Section 3901.64. Terms of reinsurance or security agreement  


Latest version.
  • (A) A domestic ceding insurer may take credit for any reinsurance ceded as provided in sections 3901.61 to 3901.63 of the Revised Code only if the reinsurance agreement contained in the reinsurance contract, and any agreement that provides security for the payment of the obligations under the reinsurance agreement, including any trust agreement, provide, in substance, for the following:

    (1) In the event of the insolvency of the ceding insurer, the reinsurance, whether paid directly or from trust assets securing the reinsurance agreement, shall be payable by the assuming insurer on the basis of the liability of the ceding insurer under the policy or contract reinsured, without any diminution because the ceding insurer is insolvent or because the liquidator or statutory receiver has failed to pay all or any portion of any claims;

    (2) The reinsurance payments, whether paid directly or from trust assets securing the reinsurance agreement, shall be made by the assuming insurer directly to the ceding insurer, or in the event of its insolvency or liquidation, to its liquidator or statutory receiver except where the reinsurance contract or other written agreement specifically provides for direct payment of the reinsurance to the insured or beneficiary of the insurance policy in the event of the insolvency of the ceding insurer.

    (B)

    (1) The reinsurance agreement may provide that the domiciliary liquidator or statutory receiver shall give written notice to the assuming insurer that a claim is pending against the ceding insurer on the policy or contract reinsured. The notice shall be given within a reasonable amount of time after the claim is filed with the liquidator or statutory receiver. During the pendency of the claim, any assuming insurer may investigate the claim and interpose, at its own expense, in the proceeding where the claim is to be adjudicated any defenses which it deems to be available to the ceding insurer or its liquidator.

    (2) The expense may be filed as a claim against the insolvent ceding insurer to the extent of a proportionate share of the benefit that may accrue to the ceding insurer solely as a result of the defense undertaken by the assuming insurer. Where two or more assuming insurers are involved in the same claim and a majority in interest elect to interpose a defense to the claim, the expense shall be apportioned in accordance with the terms of the reinsurance agreement as though the expense had been incurred by the ceding insurer.

    (C) If the assuming insurer is not licensed, or accredited or certified to transact insurance or reinsurance in this state, the credit permitted by division (A)(4) of section 3901.62 of the Revised Code shall not be allowed unless the assuming insurer agrees to do both of the following in the reinsurance agreements:

    (1)

    (a) If the assuming insurer fails to perform its obligations under the terms of the reinsurance agreement, at the request of the ceding insurer, the assuming insurer shall submit to the jurisdiction of any court of competent jurisdiction in any state within the United States, comply with all requirements necessary to give the court jurisdiction, and abide by the final decision of the court or of any appellate court in the event of an appeal.

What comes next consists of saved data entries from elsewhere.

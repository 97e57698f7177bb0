//! Message types for the motor controller link
//!
//! Message types are divided into two categories:
//! - Controller → Panel: marker positions, cycle completion, acknowledgements
//! - Panel → Controller: jog, offset, homing and work/pause commands

use core::fmt::Write;

use heapless::String;

use crate::line::MAX_LINE_LEN;
use crate::number::{parse_float, parse_int};

// Tags: Controller → Panel
pub const TAG_FIRST_MARKER: &str = "OFD: ";
pub const TAG_SECOND_MARKER: &str = "OSD: ";
pub const TAG_CYCLE_FINISHED: &str = "CycleFinished: ";
pub const TAG_OFFSET_FIRST_DONE: &str = "Offset-First-Done";
pub const TAG_OFFSET_SECOND_DONE: &str = "Offset-Second-Done";

// Tags: Panel → Controller
pub const TAG_LEFT: &str = "Left";
pub const TAG_RIGHT: &str = "Right";
pub const TAG_STOP: &str = "Stop";
pub const TAG_OFFSET_FIRST: &str = "Offset-First";
pub const TAG_OFFSET_SECOND: &str = "Offset-Second";
pub const TAG_OFFSET_MAIN: &str = "Offset-Main";
pub const TAG_HOMING_DONE: &str = "OMD";
pub const TAG_WORK: &str = "Work: ";
pub const TAG_PAUSE: &str = "Pause";

/// Outbound line terminator (the controller firmware reads `println` style)
pub const COMMAND_END: &str = "\r\n";

/// Errors that can occur while encoding a command
#[derive(Debug, Clone, Copy, PartialEq, Eq)]
#[cfg_attr(feature = "defmt", derive(defmt::Format))]
pub enum ProtocolError {
    /// Encoded line does not fit the output buffer
    BufferTooSmall,
}

impl From<core::fmt::Error> for ProtocolError {
    fn from(_: core::fmt::Error) -> Self {
        ProtocolError::BufferTooSmall
    }
}

/// Messages from the motor controller
#[derive(Debug, Clone, Copy, PartialEq)]
#[cfg_attr(feature = "defmt", derive(defmt::Format))]
pub enum PeerMessage {
    /// Carriage reached the first offset marker (position in mm)
    FirstMarker(f32),
    /// Carriage reached the second offset marker (position in mm)
    SecondMarker(f32),
    /// Controller completed cycle N
    CycleFinished(i32),
    /// First-marker positioning acknowledged
    OffsetFirstDone,
    /// Second-marker positioning acknowledged
    OffsetSecondDone,
}

impl PeerMessage {
    /// Parse one received line
    ///
    /// Prefix match, case-sensitive, first match wins. Payloads that do not
    /// parse read as zero. Returns `None` for unknown tags.
    pub fn parse(line: &str) -> Option<Self> {
        if let Some(payload) = line.strip_prefix(TAG_FIRST_MARKER) {
            Some(PeerMessage::FirstMarker(parse_float(payload)))
        } else if let Some(payload) = line.strip_prefix(TAG_SECOND_MARKER) {
            Some(PeerMessage::SecondMarker(parse_float(payload)))
        } else if let Some(payload) = line.strip_prefix(TAG_CYCLE_FINISHED) {
            Some(PeerMessage::CycleFinished(parse_int(payload)))
        } else if line.starts_with(TAG_OFFSET_FIRST_DONE) {
            Some(PeerMessage::OffsetFirstDone)
        } else if line.starts_with(TAG_OFFSET_SECOND_DONE) {
            Some(PeerMessage::OffsetSecondDone)
        } else {
            None
        }
    }
}

/// Payload of a `Work:` command
#[derive(Debug, Clone, Copy, PartialEq)]
#[cfg_attr(feature = "defmt", derive(defmt::Format))]
pub struct WorkOrder {
    /// Cycle the controller should continue from
    pub cycle: u16,
    /// Wire diameter in mm
    pub wire_diameter: f32,
    /// Spindle speed
    pub speed: u16,
}

/// Commands sent to the motor controller
#[derive(Debug, Clone, Copy, PartialEq)]
#[cfg_attr(feature = "defmt", derive(defmt::Format))]
pub enum ControllerCommand {
    /// Start jogging the carriage left
    Left,
    /// Start jogging the carriage right
    Right,
    /// Stop jogging
    Stop,
    /// Move to the first offset marker
    OffsetFirst,
    /// Move to the second offset marker
    OffsetSecond,
    /// Run the homing move
    OffsetMain,
    /// Home sensor reached
    HomingDone,
    /// Continue winding
    Work(WorkOrder),
    /// Pause winding
    Pause,
}

impl ControllerCommand {
    /// Write the line text (no terminator) into `out`
    pub fn write_text<W: Write>(&self, out: &mut W) -> Result<(), ProtocolError> {
        match self {
            ControllerCommand::Left => out.write_str(TAG_LEFT)?,
            ControllerCommand::Right => out.write_str(TAG_RIGHT)?,
            ControllerCommand::Stop => out.write_str(TAG_STOP)?,
            ControllerCommand::OffsetFirst => out.write_str(TAG_OFFSET_FIRST)?,
            ControllerCommand::OffsetSecond => out.write_str(TAG_OFFSET_SECOND)?,
            ControllerCommand::OffsetMain => out.write_str(TAG_OFFSET_MAIN)?,
            ControllerCommand::HomingDone => out.write_str(TAG_HOMING_DONE)?,
            ControllerCommand::Work(order) => write!(
                out,
                "{}{}|{:.2}|{}",
                TAG_WORK, order.cycle, order.wire_diameter, order.speed
            )?,
            ControllerCommand::Pause => out.write_str(TAG_PAUSE)?,
        }
        Ok(())
    }

    /// Line text without terminator
    pub fn text(&self) -> Result<String<MAX_LINE_LEN>, ProtocolError> {
        let mut line = String::new();
        self.write_text(&mut line)?;
        Ok(line)
    }

    /// Full wire line including the terminator
    pub fn encode(&self) -> Result<String<MAX_LINE_LEN>, ProtocolError> {
        let mut line = self.text()?;
        line.push_str(COMMAND_END)
            .map_err(|_| ProtocolError::BufferTooSmall)?;
        Ok(line)
    }
}

#[cfg(test)]
mod tests {
    use super::*;

    #[test]
    fn test_parse_first_marker() {
        assert_eq!(
            PeerMessage::parse("OFD: 12.5"),
            Some(PeerMessage::FirstMarker(12.5))
        );
    }

    #[test]
    fn test_parse_second_marker() {
        assert_eq!(
            PeerMessage::parse("OSD: 40.25\r"),
            Some(PeerMessage::SecondMarker(40.25))
        );
    }

    #[test]
    fn test_parse_cycle_finished() {
        assert_eq!(
            PeerMessage::parse("CycleFinished: 3"),
            Some(PeerMessage::CycleFinished(3))
        );
        assert_eq!(
            PeerMessage::parse("CycleFinished: abc"),
            Some(PeerMessage::CycleFinished(0))
        );
    }

    #[test]
    fn test_parse_bare_tags() {
        assert_eq!(
            PeerMessage::parse("Offset-First-Done"),
            Some(PeerMessage::OffsetFirstDone)
        );
        assert_eq!(
            PeerMessage::parse("Offset-Second-Done\r"),
            Some(PeerMessage::OffsetSecondDone)
        );
    }

    #[test]
    fn test_parse_is_case_sensitive() {
        assert_eq!(PeerMessage::parse("ofd: 1.0"), None);
        assert_eq!(PeerMessage::parse("cyclefinished: 1"), None);
    }

    #[test]
    fn test_parse_requires_separator() {
        // Tag without the ": " separator is not a marker report
        assert_eq!(PeerMessage::parse("OFD12.5"), None);
    }

    #[test]
    fn test_parse_unknown() {
        assert_eq!(PeerMessage::parse(""), None);
        assert_eq!(PeerMessage::parse("Hello"), None);
        assert_eq!(PeerMessage::parse("Offset-Third-Done"), None);
    }

    #[test]
    fn test_encode_simple_commands() {
        assert_eq!(ControllerCommand::Left.encode().unwrap().as_str(), "Left\r\n");
        assert_eq!(ControllerCommand::Stop.text().unwrap().as_str(), "Stop");
        assert_eq!(
            ControllerCommand::OffsetSecond.text().unwrap().as_str(),
            "Offset-Second"
        );
        assert_eq!(ControllerCommand::HomingDone.text().unwrap().as_str(), "OMD");
    }

    #[test]
    fn test_encode_work() {
        let cmd = ControllerCommand::Work(WorkOrder {
            cycle: 2,
            wire_diameter: 3.2,
            speed: 300,
        });
        assert_eq!(cmd.text().unwrap().as_str(), "Work: 2|3.20|300");
        assert_eq!(cmd.encode().unwrap().as_str(), "Work: 2|3.20|300\r\n");
    }

    #[test]
    fn test_encode_into_small_buffer() {
        let mut small: String<4> = String::new();
        let cmd = ControllerCommand::OffsetMain;
        assert_eq!(
            cmd.write_text(&mut small),
            Err(ProtocolError::BufferTooSmall)
        );
    }
}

    (b) The assuming insurer shall designate the superintendent or a designated attorney as its true and lawful attorney upon whom may be served any lawful process in any action, suit, or proceeding instituted by or on behalf of the ceding insurer.

    (2) This division is not intended to conflict with or override the obligation of the parties to a reinsurance agreement to arbitrate their disputes, if this obligation is created in the agreement.

    (D) If the assuming insurer does not meet the requirements of division (A)(1), (2), or (3) of section 3901.62 of the Revised Code, the credit permitted by divisions (A)(4) and (5) of that section shall not be allowed unless the assuming insurer agrees in the trust agreements to the following conditions:

    (1) Notwithstanding any other provisions in the trust instrument, if the trust fund is inadequate because it contains an amount less than the amount required by division (C)(1) of section 3901.62 of the Revised Code, or if the grantor of the trust has been declared insolvent or placed into receivership, rehabilitation, liquidation, or similar proceedings under the laws of its state or country of domicile, the trustee shall comply with an order of the superintendent with regulatory oversight over the trust or with an order of a court of competent jurisdiction directing the trustee to transfer to the superintendent with regulatory oversight all of the assets of the trust fund.

    (2) The assets shall be distributed by, and claims shall be filed with and valued by, the superintendent with regulatory oversight in accordance with the laws of the state, in which the trust is domiciled, that are applicable to the liquidation of domestic insurance companies.

    (3) If the superintendent with regulatory oversight determines that the assets of the trust fund, or any part thereof, are not necessary to satisfy the claims of the ceding insurers within the United States or the grantor of the trust, the superintendent with regulatory oversight shall return the assets or part thereof to the trustee for distribution in accordance with the trust agreement.

    (4) The grantor shall waive any right otherwise available to it under the laws of the United States that are inconsistent with this division.

Amended by 130th General Assembly File No. TBD, SB 140, §1, eff. 9/4/2014.